At the dawn of the 20th century, the British royals were privy to a spiffy new system for infusing drinking water with carbon dioxide bubbles. It would take 53 years for SodaStream to reach commoners, and another 42 until it was acquired by an Israeli distributor and transformed into an international DIY product called Soda Club.

The brand really started to sparkle when it was taken over in 2007 by an Israeli entrepreneur with a Harvard Business School degree, and today the home carbonation system is sold by 40,000 stores in 41 countries. CEO Daniel Birnbaum says that about 4 million households now have a SodaStream machine on the kitchen counter.

“We still have a long runway ahead of us,” Birnbaum said. “There are a lot more households out there.”

Jazzing up a blah brand

Birnbaum was perfectly happy at the helm of Nike Israel when fellow Harvard alum Yuval Cohen, managing director of Fortissimo Capital, asked him to check out a possible acquisition.

“When he told me it was Soda Club, I almost fell off my chair, because I thought the company was gone,” recalled Birnbaum, who had previously established Pillsbury Israel.

But after visiting the firm’s Airport City headquarters, he predicted that Soda Club was a sure investment. It had an existing sales base of close to $100 million in a product category that accounts for $230 billion in sales globally.

Making what he calls the quickest career decision of his life, Birnbaum left Nike and took on Soda Club, determined to push its envelope of potential. Because for all its modest success, the brand was as flat as week-old pop.

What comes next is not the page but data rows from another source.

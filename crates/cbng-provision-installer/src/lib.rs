use std::time::{SystemTime, UNIX_EPOCH};

use anyhow::{Context, Result};

mod artifact;
mod databases;
mod fetch;
mod finalize;
mod fs_utils;
mod layout;
mod pipeline;
mod receipts;
mod runtime;
mod types;
mod verify;

pub use artifact::{copy_payload, ensure_extracted, install, mark_executables, EXECUTABLE_MODE};
pub use databases::{build_derived, read_stamp};
pub use fetch::ensure_archive_present;
pub use finalize::{finalize, write_package_marker};
pub use layout::ProvisionLayout;
pub use pipeline::{provision_workspace, provision_workspace_with_observer};
pub use receipts::{read_provision_receipt, remove_provision_receipt, write_provision_receipt};
pub use runtime::{run_command, ProvisionRuntime, SystemRuntime};
pub use types::{
    ArchiveVerification, CopyReport, DatabaseDigest, DatabaseOutcome, DatabaseStatus,
    ExtractStatus, FetchStatus, InstallReport, IntegrityExpectation, PipelineStage,
    ProvisionOptions, ProvisionOutcome, ProvisionReceipt, ProvisionSummary,
};
pub use verify::verify_archive;

pub fn current_unix_timestamp() -> Result<u64> {
    Ok(SystemTime::now()
        .duration_since(UNIX_EPOCH)
        .context("system time is before unix epoch")?
        .as_secs())
}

“It was losing money on operating expenses. The management had little passion or optimism, no growth strategy, no new product pipeline, no new market development. I asked about their plans for markets like Russia and the U.S., and they had no answers.”

Just four years later, having rebranded the system with its old name and a new logo, Birnbaum has added 24 countries to the marketing mix and even relaunched it in the United Kingdom with its original commercial jingle, “Get busy with the fizzy.”

In the United States, where Soda Club was strictly Web-based, SodaStream is now available in mega-retailers including Williams-Sonoma, Macy’s, Bloomingdale’s, Sears, Kohl’s and Bed, Bath & Beyond.

A native New Yorker living in Israel since he was 7, Birnbaum understands the American market well thanks to his education and a stint at Procter & Gamble.

In November last year, SodaStream’s initial public offering on NASDAQ turned out to be the eighth-largest Israeli IPO ever in the United States and Israel’s biggest IPO in 2010.

“When we rang the closing bell on our first day as a public company, the vice chairman of NASDAQ announced that we are an Israeli company, and I just glowed,” said Birnbaum, who lives in Tel Mond with his family.